Sì, e il mio lavoro ha lo scopo di rivalutare i tanti ruoli di Franca (che ho avuto la fortuna di conoscere personalmente), come autrice, regista, attrice, capocomica, archivista, e altro, perché, ora che lei e Dario non sono più con noi, li stiamo un po’ dimenticando, e soprattutto il nome di Franca sta sparendo dalle pubblicazioni internazionali sul loro teatro. Quindi bisogna fare qualcosa. Il dottorato è sia pratico che teorico, e in collaborazione con la Fondazione Fo Rame, sto creando un nuovo progetto di jazz, teatro e improvvisazione, ancora work in progress, che presenterò il sei giugno al Transit Festival all’Odin Teatret in Danimarca e poi a Settembre all’Istituto Italiano di Cultura di Londra, insieme a un incontro con la filosofa Adriana Cavarero. Nel progetto, che si chiama ‘To Be Franca’ ci sono testi di Franca, comprese alcune scene comiche, arrangiamenti jazz di loro canzoni famose (Ma che aspettate a batterci le mani, Stringimi forte i polsi, La nonna pazza, eccetera), e nuove composizioni a lei dedicate, che stiamo scrivendo insieme al pianista Steve Lodder.
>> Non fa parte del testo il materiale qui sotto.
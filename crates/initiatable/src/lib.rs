//! Declarative table initialization from markup attributes.
//!
//! Tables opt in with a marker attribute and describe their renderer options
//! as prefixed data attributes. This crate finds those tables, turns the
//! attributes into a [`TableConfig`] and hands it to a [`Renderer`].
//!
//! # Quick Start
//!
//! ```rust
//! use initiatable::{Bootstrap, Element, Initiatable, RecordingRenderer, Version};
//! use initiatable_resolve::{Globals, Object, Value};
//!
//! let globals = Globals::new().object("app", Object::new().with("rows", 25));
//! let mut page = Bootstrap::new(
//!     Initiatable::new(globals),
//!     RecordingRenderer::new(Version::new(1, 10, 0)),
//! );
//!
//! let mut document = Element::new("body").child(
//!     Element::new("table")
//!         .attr("id", "orders")
//!         .attr("data-role", "datatable")
//!         .attr("data-dt_pagelength", "app.rows")
//!         .attr("data-dt_scrolly", "200px"),
//! );
//!
//! page.ready(&mut document).unwrap();
//!
//! let config = &page.renderer().instance("orders").unwrap().config;
//! assert_eq!(config.get("destroy"), Some(&Value::Bool(true)));
//! assert_eq!(config.get("pageLength"), Some(&Value::from(25)));
//! assert_eq!(config.get("scrollY"), Some(&Value::from("200px")));
//! ```
//!
//! # Architecture
//!
//! ```text
//! Bootstrap
//! ├── ready / raise("initialize")  → discovery (Selector)
//! └── Initiatable
//!     ├── ConfigBuilder            → attributes → TableConfig
//!     │   ├── names                → short name → canonical name
//!     │   └── Resolver             → raw text → Value
//!     └── Renderer                 → TableConfig → handle
//! ```
//!
//! Value resolution lives in the `initiatable-resolve` crate; its main types
//! are re-exported here.

mod bootstrap;
mod builder;
mod config;
mod discovery;
mod dispatch;
mod element;
mod engine;
mod error;
mod names;
mod renderer;
mod settings;
mod version;

// Re-export public API
pub use bootstrap::{Bootstrap, INITIALIZE_EVENT};
pub use builder::ConfigBuilder;
pub use config::{ColumnConfig, OptionMap, TableConfig};
pub use discovery::Selector;
pub use dispatch::{Invocation, Method, Outcome};
pub use element::{AttributeBag, Element};
pub use engine::Initiatable;
pub use error::{Error, RendererError, Result, SettingsError};
pub use names::{canonical_name, is_canonical, option_names, COLUMNS, DESTROY};
pub use renderer::{
    check_renderer, CompatibilityWarning, Instance, InstanceId, RecordingRenderer, Renderer,
    INSTANCE_KEY_ATTRIBUTE,
};
pub use settings::{Settings, MIN_RENDERER_VERSION};
pub use version::{ParseVersionError, Version};

// Resolver types used throughout the API
pub use initiatable_resolve::{Globals, Namespace, Resolver, Scope, Value};
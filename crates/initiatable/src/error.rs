//! Error types for the initiatable crate.
//!
//! Building a config never fails. Errors come from the edges: asking the
//! dispatcher for an operation that doesn't exist, the renderer refusing an
//! element, or a settings file that can't be read.

use std::io;
use std::path::PathBuf;

use thiserror::Error;

/// Errors from dispatch and initialization.
#[derive(Debug, Error)]
pub enum Error {
    /// The dispatcher was asked for a method it doesn't have.
    #[error("Method {method} does not exist on initiatable")]
    UnknownMethod { method: String },

    /// The renderer failed to initialize an element.
    #[error("renderer failed: {0}")]
    Renderer(#[from] RendererError),
}

impl Error {
    /// Create an unknown-method error.
    pub fn unknown_method(method: impl Into<String>) -> Self {
        Self::UnknownMethod {
            method: method.into(),
        }
    }
}

/// Errors reported by a [`Renderer`](crate::Renderer).
#[derive(Debug, Clone, PartialEq, Eq, Error)]
pub enum RendererError {
    /// The element already hosts an instance and the config did not ask for
    /// it to be destroyed first.
    #[error("cannot reinitialise table '{key}' without destroy")]
    AlreadyInitialized { key: String },

    /// The renderer rejected the element or its config.
    #[error("cannot initialise <{tag}>: {reason}")]
    Rejected { tag: String, reason: String },
}

/// Errors loading [`Settings`](crate::Settings).
#[derive(Debug, Error)]
pub enum SettingsError {
    /// The settings file could not be read.
    #[error("failed to read settings from {path}: {source}")]
    Io {
        path: PathBuf,
        #[source]
        source: io::Error,
    },

    /// YAML settings could not be parsed.
    #[error("invalid YAML settings: {0}")]
    Yaml(#[from] serde_yaml::Error),

    /// JSON settings could not be parsed.
    #[error("invalid JSON settings: {0}")]
    Json(#[from] serde_json::Error),

    /// The file extension is neither YAML nor JSON.
    #[error("unsupported settings format '{0}' (expected .yaml, .yml or .json)")]
    UnsupportedFormat(String),
}

/// Result type for initiatable operations.
pub type Result<T> = std::result::Result<T, Error>;

#[cfg(test)]
mod tests {
    use super::*;

    #[test]
    fn unknown_method_names_the_method() {
        let err = Error::unknown_method("explode");
        assert_eq!(err.to_string(), "Method explode does not exist on initiatable");
    }

    #[test]
    fn renderer_errors_convert() {
        let err: Error = RendererError::AlreadyInitialized { key: "t1".into() }.into();
        assert!(matches!(err, Error::Renderer(_)));
        assert!(err.to_string().contains("t1"));
    }
}
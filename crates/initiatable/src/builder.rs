//! Builds renderer configs from element attributes.

use tracing::debug;

use initiatable_resolve::{Namespace, Resolver, Value};

use crate::config::{ColumnConfig, OptionMap, TableConfig};
use crate::element::Element;
use crate::names::canonical_name;
use crate::settings::Settings;

/// Turns an element's prefixed dataset entries into a [`TableConfig`].
///
/// ```text
/// <table data-dt_paging="false" data-dt_pagelength="25">
///   <thead><tr>
///     <th data-dt_data="name">          → columns[0] = { data: "name" }
///     <th data-dt_data="app.priceOf">   → columns[1] = { data: <function> }
/// ```
///
/// Every value goes through [`Resolver::config_value`], so anything that
/// doesn't resolve stays as its raw text.
pub struct ConfigBuilder<'a, N> {
    resolver: &'a Resolver<N>,
    settings: &'a Settings,
}

impl<'a, N: Namespace> ConfigBuilder<'a, N> {
    /// Creates a builder.
    pub fn new(resolver: &'a Resolver<N>, settings: &'a Settings) -> Self {
        ConfigBuilder { resolver, settings }
    }

    /// Builds the config for `table`.
    pub fn build(&self, table: &Element) -> TableConfig {
        let mut config = TableConfig::new();
        self.scan(table, |name, value| config.insert(name, value));

        let columns: Vec<ColumnConfig> = table
            .header_cells()
            .into_iter()
            .map(|cell| self.build_column(cell))
            .collect();
        config.set_columns(columns);
        config
    }

    /// Builds the config for one header cell.
    pub fn build_column(&self, cell: &Element) -> ColumnConfig {
        let mut column = OptionMap::new();
        self.scan(cell, |name, value| column.insert(name, value));
        column
    }

    fn scan(&self, element: &Element, mut set: impl FnMut(&'static str, Value)) {
        let data_prefix = self.settings.data_prefix.to_ascii_lowercase();
        let option_prefix = self.settings.option_prefix.to_ascii_lowercase();

        for (key, raw) in element.attributes.with_prefix(&data_prefix) {
            let Some(short) = key.strip_prefix(option_prefix.as_str()) else {
                continue;
            };
            match canonical_name(short) {
                Some(name) => set(name, self.resolver.config_value(raw)),
                None => debug!(tag = %element.tag, option = short, "skipping unknown option"),
            }
        }
    }
}
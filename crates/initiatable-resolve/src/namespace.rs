//! The host namespace that lookup paths and call expressions resolve against.
//!
//! Resolution never evaluates code on its own. Every name it meets is handed
//! to a [`Namespace`], which decides what that name refers to. Whatever the
//! namespace exposes is reachable from markup, including functions that get
//! invoked by call expressions such as `fmt.money(2)`.

use std::fmt;
use std::sync::Arc;

use serde_json::Value as Json;

use crate::value::{Function, Object, Value};

/// Where a name is looked up.
#[derive(Debug, Clone, Copy)]
pub enum Scope<'a> {
    /// The global namespace: the outermost call for a raw value.
    Global,
    /// Members of a value reached by an earlier path segment.
    Member(&'a Value),
}

impl Scope<'_> {
    /// Returns `true` for the global scope.
    pub fn is_global(&self) -> bool {
        matches!(self, Scope::Global)
    }

}

/// Capability for resolving names to live values.
///
/// Only [`global`](Self::global) is required. Member lookup on nested scopes
/// uses [`Value::member`], and calls invoke whatever [`Function`] the lookup
/// returns.
///
/// # Example
///
/// ```
/// use initiatable_resolve::{Namespace, Scope, Value};
///
/// struct Env;
///
/// impl Namespace for Env {
///     fn global(&self, name: &str) -> Value {
///         match name {
///             "pageSize" => Value::from(25),
///             _ => Value::Undefined,
///         }
///     }
/// }
///
/// assert_eq!(Env.lookup(Scope::Global, "pageSize"), Value::from(25));
/// ```
pub trait Namespace {
    /// Looks up a name in the global namespace.
    fn global(&self, name: &str) -> Value;

    /// Receiver for functions called in the global scope.
    fn global_receiver(&self) -> Value {
        Value::Undefined
    }

    /// Looks up `name` in `scope`.
    fn lookup(&self, scope: Scope<'_>, name: &str) -> Value {
        match scope {
            Scope::Global => self.global(name),
            Scope::Member(value) => value.member(name),
        }
    }

    /// Calls `name` in `scope` with literal arguments.
    ///
    /// Returns `Undefined` when the name does not refer to a function.
    fn call(&self, scope: Scope<'_>, name: &str, args: &[Json]) -> Value {
        match self.lookup(scope, name) {
            Value::Function(f) => {
                let receiver = match scope {
                    Scope::Global => self.global_receiver(),
                    Scope::Member(value) => value.clone(),
                };
                f.call(&receiver, args)
            }
            _ => Value::Undefined,
        }
    }

    /// Evaluates a parenthesized function-expression literal.
    ///
    /// The default namespace cannot evaluate source text and returns `None`.
    fn evaluate(&self, _source: &str) -> Option<Value> {
        None
    }
}

impl<N: Namespace + ?Sized> Namespace for &N {
    fn global(&self, name: &str) -> Value {
        (**self).global(name)
    }

    fn global_receiver(&self) -> Value {
        (**self).global_receiver()
    }

    fn lookup(&self, scope: Scope<'_>, name: &str) -> Value {
        (**self).lookup(scope, name)
    }

    fn call(&self, scope: Scope<'_>, name: &str, args: &[Json]) -> Value {
        (**self).call(scope, name, args)
    }

    fn evaluate(&self, source: &str) -> Option<Value> {
        (**self).evaluate(source)
    }
}

impl<N: Namespace + ?Sized> Namespace for Arc<N> {
    fn global(&self, name: &str) -> Value {
        (**self).global(name)
    }

    fn global_receiver(&self) -> Value {
        (**self).global_receiver()
    }

    fn lookup(&self, scope: Scope<'_>, name: &str) -> Value {
        (**self).lookup(scope, name)
    }

    fn call(&self, scope: Scope<'_>, name: &str, args: &[Json]) -> Value {
        (**self).call(scope, name, args)
    }

    fn evaluate(&self, source: &str) -> Option<Value> {
        (**self).evaluate(source)
    }
}

type Evaluator = dyn Fn(&str) -> Option<Value> + Send + Sync;

/// Map-backed global namespace.
///
/// # Example
///
/// ```
/// use initiatable_resolve::{Globals, Object, Resolver, Value};
///
/// let globals = Globals::new()
///     .object("settings", Object::new().with("rows", 50))
///     .function("double", |_this, args| {
///         Value::from(args[0].as_i64().unwrap_or(0) * 2)
///     });
///
/// let resolver = Resolver::new(globals);
/// assert_eq!(resolver.resolve_str("settings.rows"), Value::from(50));
/// assert_eq!(resolver.resolve_str("double(21)"), Value::from(42));
/// ```
#[derive(Clone, Default)]
pub struct Globals {
    root: Object,
    evaluator: Option<Arc<Evaluator>>,
}

impl Globals {
    /// Creates an empty namespace.
    pub fn new() -> Self {
        Self::default()
    }

    /// Builds a namespace from a JSON object. Non-object JSON yields an empty
    /// namespace.
    pub fn from_json(json: Json) -> Self {
        let mut globals = Globals::new();
        if let Json::Object(map) = json {
            for (name, value) in map {
                globals.root.insert(name, Value::from_json(value));
            }
        }
        globals
    }

    /// Registers any value under a global name.
    pub fn value(mut self, name: impl Into<String>, value: impl Into<Value>) -> Self {
        self.root.insert(name, value);
        self
    }

    /// Registers a host object.
    pub fn object(self, name: impl Into<String>, object: Object) -> Self {
        self.value(name, object)
    }

    /// Registers a function under `name`.
    pub fn function<F>(self, name: &str, body: F) -> Self
    where
        F: Fn(&Value, &[Json]) -> Value + Send + Sync + 'static,
    {
        self.value(name, Function::new(name, body))
    }

    /// Installs the hook used for function-expression literals.
    pub fn evaluator<F>(mut self, evaluate: F) -> Self
    where
        F: Fn(&str) -> Option<Value> + Send + Sync + 'static,
    {
        self.evaluator = Some(Arc::new(evaluate));
        self
    }

    /// The root object holding every global.
    pub fn root(&self) -> &Object {
        &self.root
    }
}

impl Namespace for Globals {
    fn global(&self, name: &str) -> Value {
        self.root.get(name).cloned().unwrap_or_default()
    }

    fn global_receiver(&self) -> Value {
        Value::Object(self.root.clone())
    }

    fn evaluate(&self, source: &str) -> Option<Value> {
        self.evaluator.as_ref().and_then(|evaluate| evaluate(source))
    }
}

impl fmt::Debug for Globals {
    fn fmt(&self, f: &mut fmt::Formatter<'_>) -> fmt::Result {
        f.debug_struct("Globals")
            .field("root", &self.root)
            .field("evaluator", &self.evaluator.is_some())
            .finish()
    }
}
//! Dotted numeric versions for the renderer compatibility check.

use std::fmt;
use std::str::FromStr;

use serde::{Deserialize, Deserializer, Serialize, Serializer};

/// A `major.minor.patch` version. Missing trailing parts read as zero.
///
/// ```
/// use initiatable::Version;
///
/// let v: Version = "1.10".parse().unwrap();
/// assert_eq!(v, Version::new(1, 10, 0));
/// assert!(v > "1.9.4".parse::<Version>().unwrap());
/// ```
#[derive(Debug, Clone, Copy, PartialEq, Eq, PartialOrd, Ord, Hash)]
pub struct Version {
    pub major: u64,
    pub minor: u64,
    pub patch: u64,
}

impl Version {
    pub const fn new(major: u64, minor: u64, patch: u64) -> Self {
        Version {
            major,
            minor,
            patch,
        }
    }
}

/// Error parsing a [`Version`].
#[derive(Debug, Clone, PartialEq, Eq, thiserror::Error)]
#[error("invalid version '{0}': expected up to three dot-separated numbers")]
pub struct ParseVersionError(String);

impl FromStr for Version {
    type Err = ParseVersionError;

    fn from_str(s: &str) -> Result<Self, Self::Err> {
        let invalid = || ParseVersionError(s.to_string());
        let parts = s
            .trim()
            .split('.')
            .map(|p| p.parse::<u64>().map_err(|_| invalid()))
            .collect::<Result<Vec<_>, _>>()?;
        if parts.len() > 3 {
            return Err(invalid());
        }
        let part = |i: usize| parts.get(i).copied().unwrap_or(0);
        Ok(Version::new(part(0), part(1), part(2)))
    }
}

impl fmt::Display for Version {
    fn fmt(&self, f: &mut fmt::Formatter<'_>) -> fmt::Result {
        write!(f, "{}.{}.{}", self.major, self.minor, self.patch)
    }
}

impl Serialize for Version {
    fn serialize<S: Serializer>(&self, serializer: S) -> Result<S::Ok, S::Error> {
        serializer.collect_str(self)
    }
}

impl<'de> Deserialize<'de> for Version {
    fn deserialize<D: Deserializer<'de>>(deserializer: D) -> Result<Self, D::Error> {
        let s = String::deserialize(deserializer)?;
        s.parse().map_err(serde::de::Error::custom)
    }
}
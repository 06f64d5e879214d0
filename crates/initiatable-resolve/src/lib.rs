//! Resolve - turns markup attribute text into live configuration values.
//!
//! HTML attributes only carry text. This crate decides what a piece of text
//! stands for and produces the matching [`Value`]:
//!
//! - Literals: booleans (any casing), integers, JSON (single quotes allowed)
//! - Function-expression literals, if the host [`Namespace`] can evaluate them
//! - Dotted lookup paths into the host namespace (`app.render.money`)
//! - Call expressions with literal JSON arguments (`pad(2, "0")`)
//! - Plain names of host functions or objects
//!
//! # Quick Start
//!
//! ```rust
//! use initiatable_resolve::{Globals, Object, Resolver, Value};
//!
//! let globals = Globals::new()
//!     .object("foo", Object::new().with("bar", 7))
//!     .function("add", |_this, args| {
//!         Value::from(args.iter().filter_map(|a| a.as_i64()).sum::<i64>())
//!     });
//!
//! let resolver = Resolver::new(globals);
//!
//! assert_eq!(resolver.resolve_str("true"), Value::Bool(true));
//! assert_eq!(resolver.resolve_str("42"), Value::from(42));
//! assert_eq!(resolver.resolve_str("foo.bar"), Value::from(7));
//! assert_eq!(resolver.resolve_str("add(2,3)"), Value::from(5));
//!
//! // Nothing matched: config_value hands back the raw text.
//! assert_eq!(resolver.config_value(&"100px".into()), Value::from("100px"));
//! ```
//!
//! # Resolution Order
//!
//! ```text
//! raw value
//! ├── not a string          → returned unchanged
//! ├── Strategy::Boolean     → Bool
//! ├── Strategy::Integer     → Number
//! ├── Strategy::JsonLiteral → parsed, then resolved again from the top
//! ├── Strategy::FunctionLiteral → Function
//! └── path resolution (global scope)
//!     ├── head.tail   → look up head, resolve tail inside it
//!     ├── name(args)  → call name with JSON args
//!     └── name        → look up name
//! ```
//!
//! Literal strategies only run on the outermost call. Every step that does
//! not apply is skipped silently; resolution never fails, it yields
//! [`Value::Undefined`] at worst.
//!
//! # Trust
//!
//! Call expressions invoke whatever function the namespace returns for the
//! name. Markup can reach everything the namespace exposes.

mod namespace;
mod path;
mod resolver;
mod strategy;
mod value;

// Re-export public API
pub use namespace::{Globals, Namespace, Scope};
pub use path::PathExpr;
pub use resolver::Resolver;
pub use strategy::Strategy;
pub use value::{Function, Number, Object, Value};
//! Page-level wiring.
//!
//! A [`Bootstrap`] owns an engine and a renderer. On construction it runs the
//! renderer check; [`ready`](Bootstrap::ready) initializes every marked table
//! in a document and [`raise`](Bootstrap::raise) handles the `initialize`
//! event for content added later.

use tracing::debug;

use initiatable_resolve::Namespace;

use crate::element::Element;
use crate::engine::Initiatable;
use crate::error::Result;
use crate::renderer::{CompatibilityWarning, Renderer};

/// Event that asks for tables under its target to be initialized.
pub const INITIALIZE_EVENT: &str = "initialize";

/// An engine paired with the renderer it drives.
#[derive(Debug)]
pub struct Bootstrap<N, R> {
    engine: Initiatable<N>,
    renderer: R,
    warning: Option<CompatibilityWarning>,
}

impl<N: Namespace, R: Renderer> Bootstrap<N, R> {
    /// Pairs `engine` with `renderer`, checking the renderer version.
    pub fn new(engine: Initiatable<N>, renderer: R) -> Self {
        let warning = engine.check_renderer(&renderer);
        Bootstrap {
            engine,
            renderer,
            warning,
        }
    }

    /// The startup warning, if the renderer check failed.
    pub fn warning(&self) -> Option<&CompatibilityWarning> {
        self.warning.as_ref()
    }

    /// Initializes every marked table in `document`.
    pub fn ready(&mut self, document: &mut Element) -> Result<Vec<R::Handle>> {
        self.engine.initialize_all(document, &mut self.renderer)
    }

    /// Handles an event raised on `target`.
    ///
    /// For [`INITIALIZE_EVENT`] the marked tables under `target` (itself
    /// included) are initialized. Other events are ignored.
    pub fn raise(&mut self, event: &str, target: &mut Element) -> Result<Vec<R::Handle>> {
        if event != INITIALIZE_EVENT {
            debug!(event, "ignoring event");
            return Ok(Vec::new());
        }
        self.engine.initialize_all(target, &mut self.renderer)
    }

    /// The engine building configs.
    pub fn engine(&self) -> &Initiatable<N> {
        &self.engine
    }

    /// The renderer being driven.
    pub fn renderer(&self) -> &R {
        &self.renderer
    }

    /// Mutable access to the renderer.
    pub fn renderer_mut(&mut self) -> &mut R {
        &mut self.renderer
    }

    /// Consumes the bootstrap, returning the renderer.
    pub fn into_renderer(self) -> R {
        self.renderer
    }
}

#[cfg(test)]
mod tests {
    use super::*;
    use crate::renderer::{InstanceId, RecordingRenderer};
    use crate::version::Version;
    use initiatable_resolve::Globals;

    fn marked(id: &str) -> Element {
        Element::new("table")
            .attr("id", id)
            .attr("data-role", "datatable")
    }

    fn bootstrap() -> Bootstrap<Globals, RecordingRenderer> {
        Bootstrap::new(
            Initiatable::new(Globals::new()),
            RecordingRenderer::new(Version::new(1, 10, 0)),
        )
    }

    #[test]
    fn ready_initializes_document() {
        let mut b = bootstrap();
        let mut doc = Element::new("body").children([marked("a"), marked("b")]);
        assert_eq!(b.ready(&mut doc).unwrap(), [InstanceId(0), InstanceId(1)]);
        assert!(b.warning().is_none());
    }

    #[test]
    fn initialize_event_is_scoped_to_target() {
        let mut b = bootstrap();
        let mut outside = marked("outside");
        let mut panel = Element::new("div").child(marked("inside"));

        assert_eq!(b.raise(INITIALIZE_EVENT, &mut panel).unwrap().len(), 1);
        assert!(b.renderer().instance("inside").is_some());
        assert!(b.renderer().instance("outside").is_none());

        // target itself counts
        assert_eq!(b.raise(INITIALIZE_EVENT, &mut outside).unwrap().len(), 1);
    }

    #[test]
    fn other_events_are_ignored() {
        let mut b = bootstrap();
        let mut panel = Element::new("div").child(marked("inside"));
        assert!(b.raise("click", &mut panel).unwrap().is_empty());
        assert!(b.renderer().instances().is_empty());
    }

    #[test]
    fn missing_renderer_warns_but_runs() {
        let mut b = Bootstrap::new(Initiatable::new(Globals::new()), RecordingRenderer::unversioned());
        assert!(matches!(b.warning(), Some(CompatibilityWarning::Missing { .. })));
        let mut doc = Element::new("body").child(marked("a"));
        assert_eq!(b.ready(&mut doc).unwrap().len(), 1);
    }
}
//! Command-line front end for `initiatable`.
//!
//! Documents are element trees in JSON, the same shape [`initiatable::Element`]
//! serializes to:
//!
//! ```json
//! {"tag": "table", "attributes": {"data-role": "datatable", "data-dt_paging": "false"}}
//! ```

pub mod cli;
pub mod commands;

pub use cli::{Cli, Commands, Format};
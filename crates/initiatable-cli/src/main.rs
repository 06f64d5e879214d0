use anyhow::Result;
use clap::Parser;
use tracing::debug;
use tracing_subscriber::EnvFilter;

use initiatable::Initiatable;
use initiatable_cli::{commands, Cli, Commands};

fn main() -> Result<()> {
    let cli = Cli::parse();

    let filter = EnvFilter::try_from_default_env()
        .unwrap_or_else(|_| EnvFilter::new(cli.log_directive()));
    tracing_subscriber::fmt()
        .with_env_filter(filter)
        .with_writer(std::io::stderr)
        .init();

    let namespace = commands::load_namespace(cli.namespace.as_deref())?;
    let settings = commands::load_settings(cli.settings.as_deref())?;
    let engine = Initiatable::new(namespace).with_settings(settings);
    debug!(command = ?cli.command, "running");

    let output = match &cli.command {
        Commands::Config { document } => {
            let document = commands::load_document(document)?;
            commands::config(&engine, &document)
        }
        Commands::Resolve { value, strict } => commands::resolve(&engine, value, *strict),
        Commands::Init {
            document,
            renderer_version,
        } => {
            let mut document = commands::load_document(document)?;
            commands::init(engine, &mut document, renderer_version)?
        }
    };

    println!("{}", commands::render(&output, cli.format)?);
    Ok(())
}
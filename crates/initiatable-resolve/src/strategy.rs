//! Literal strategies tried on the outermost call.
//!
//! Each [`Strategy`] either matches the raw text and produces a value, or
//! declines with `None` so the next one gets a turn. Declining is silent:
//! malformed input is never an error, it simply isn't that kind of literal.
//!
//! ```text
//! "FALSE"          Boolean         → Bool(false)
//! "42"             Integer         → Number(42)
//! "{'a':1}"        JsonLiteral     → Json({"a":1})
//! "function(){}"   FunctionLiteral → Function (if the namespace can evaluate it)
//! anything else    (none)          → path resolution
//! ```

use serde_json::Value as Json;

use crate::namespace::Namespace;
use crate::value::{Number, Value};

/// A literal form recognized before path resolution.
#[derive(Debug, Clone, Copy, PartialEq, Eq, Hash)]
pub enum Strategy {
    /// `true` / `false`, any casing.
    Boolean,
    /// Canonical integer text.
    Integer,
    /// JSON, with single quotes accepted in place of double quotes.
    JsonLiteral,
    /// A function expression the namespace knows how to evaluate.
    FunctionLiteral,
}

impl Strategy {
    /// Strategies in the order they are attempted.
    pub const ORDER: [Strategy; 4] = [
        Strategy::Boolean,
        Strategy::Integer,
        Strategy::JsonLiteral,
        Strategy::FunctionLiteral,
    ];

    /// Returns the display name of this strategy.
    pub fn as_str(self) -> &'static str {
        match self {
            Strategy::Boolean => "boolean",
            Strategy::Integer => "integer",
            Strategy::JsonLiteral => "json",
            Strategy::FunctionLiteral => "function-literal",
        }
    }

    /// Attempts this strategy against `text`.
    ///
    /// A `JsonLiteral` match is the parsed value before re-resolution; the
    /// resolver feeds it back through the top-level pass.
    pub fn attempt<N: Namespace>(self, text: &str, namespace: &N) -> Option<Value> {
        match self {
            Strategy::Boolean => parse_boolean(text).map(Value::Bool),
            Strategy::Integer => parse_integer(text).map(Value::Number),
            Strategy::JsonLiteral => parse_json(text).map(Value::from_json),
            Strategy::FunctionLiteral => namespace
                .evaluate(&format!("({})", text))
                .filter(Value::is_function),
        }
    }
}

impl std::fmt::Display for Strategy {
    fn fmt(&self, f: &mut std::fmt::Formatter<'_>) -> std::fmt::Result {
        write!(f, "{}", self.as_str())
    }
}

fn parse_boolean(text: &str) -> Option<bool> {
    if text.eq_ignore_ascii_case("true") {
        Some(true)
    } else if text.eq_ignore_ascii_case("false") {
        Some(false)
    } else {
        None
    }
}

/// Accepts only text JSON would read as an integer: optional `-`, digits,
/// no leading zeros. Anything wider than `u64` is left to the JSON step.
fn parse_integer(text: &str) -> Option<Number> {
    let digits = text.strip_prefix('-').unwrap_or(text);
    if digits.is_empty() || !digits.bytes().all(|b| b.is_ascii_digit()) {
        return None;
    }
    if digits.len() > 1 && digits.starts_with('0') {
        return None;
    }
    if let Ok(n) = text.parse::<i64>() {
        return Some(Number::I64(n));
    }
    text.parse::<u64>().ok().map(Number::U64)
}

fn parse_json(text: &str) -> Option<Json> {
    serde_json::from_str(&text.replace('\'', "\"")).ok()
}

#[cfg(test)]
mod tests {
    use super::*;
    use crate::namespace::Globals;
    use crate::value::Function;
    use serde_json::json;

    #[test]
    fn boolean_is_case_insensitive() {
        assert_eq!(parse_boolean("true"), Some(true));
        assert_eq!(parse_boolean("TRUE"), Some(true));
        assert_eq!(parse_boolean("False"), Some(false));
        assert_eq!(parse_boolean(" true"), None);
        assert_eq!(parse_boolean("yes"), None);
    }

    #[test]
    fn integer_accepts_canonical_text_only() {
        assert_eq!(parse_integer("42"), Some(Number::I64(42)));
        assert_eq!(parse_integer("-7"), Some(Number::I64(-7)));
        assert_eq!(parse_integer("0"), Some(Number::I64(0)));
        assert_eq!(
            parse_integer("18446744073709551615"),
            Some(Number::U64(u64::MAX))
        );
        assert_eq!(parse_integer("007"), None);
        assert_eq!(parse_integer("+5"), None);
        assert_eq!(parse_integer("12px"), None);
        assert_eq!(parse_integer("1.5"), None);
        assert_eq!(parse_integer("-"), None);
        assert_eq!(parse_integer(""), None);
    }

    #[test]
    fn json_normalizes_single_quotes() {
        assert_eq!(parse_json("{'a':1}"), Some(json!({"a": 1})));
        assert_eq!(parse_json("[[0,'desc']]"), Some(json!([[0, "desc"]])));
        assert_eq!(parse_json("1.5"), Some(json!(1.5)));
        assert_eq!(parse_json("{a:1}"), None);
        assert_eq!(parse_json("foo.bar"), None);
    }

    #[test]
    fn function_literal_needs_callable_result() {
        let ns = Globals::new().evaluator(|src| match src {
            "(function(){})" => Some(Value::Function(Function::new("anon", |_, _| Value::Null))),
            "(1)" => Some(Value::from(1)),
            _ => None,
        });
        assert!(Strategy::FunctionLiteral
            .attempt("function(){}", &ns)
            .is_some_and(|v| v.is_function()));
        assert_eq!(Strategy::FunctionLiteral.attempt("1", &ns), None);
        assert_eq!(Strategy::FunctionLiteral.attempt("x", &ns), None);
    }

    #[test]
    fn order_is_fixed() {
        let names: Vec<_> = Strategy::ORDER.iter().map(|s| s.as_str()).collect();
        assert_eq!(names, ["boolean", "integer", "json", "function-literal"]);
    }
}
Il testo di una canzone fu corretto proprio da Franca. Per me è anche un modo di giocare con l’improvvisazione vocale e quella teatrale, di cui Franca era la più grande maestra essendo nata in una famiglia di attori viaggianti, che aveva radici nella Commedia dell’Arte. Un tributo a una grandissima artista che merita di essere ricordata, riconosciuta e celebrata.

E poi, se non erro, sempre a Londra, Filomena, ti occupi anche di radiofonia?

Da qualche anno mi diverto tanto con la radio. Ho un programma, ‘London One Jazz’, il sabato alle 17 italiane, sulla radio degli italiani a Londra, London One Radio, seguitissima. Un modo di ritagliare uno spazio per far conoscere il jazz in una radio commerciale, dove ho sempre tanti ospiti in studio. Sul mio sito si trovano i podcast delle puntate: http://www.filomenacampus.me/radio-broadcasting. Da febbraio curo anche un programma nella radio inglese Jazz London Radio (www.jazzlondonradio.com) il venerdi alle 18 italiane e in replica la domenica alle 16 italiane. Li potete ascoltare online.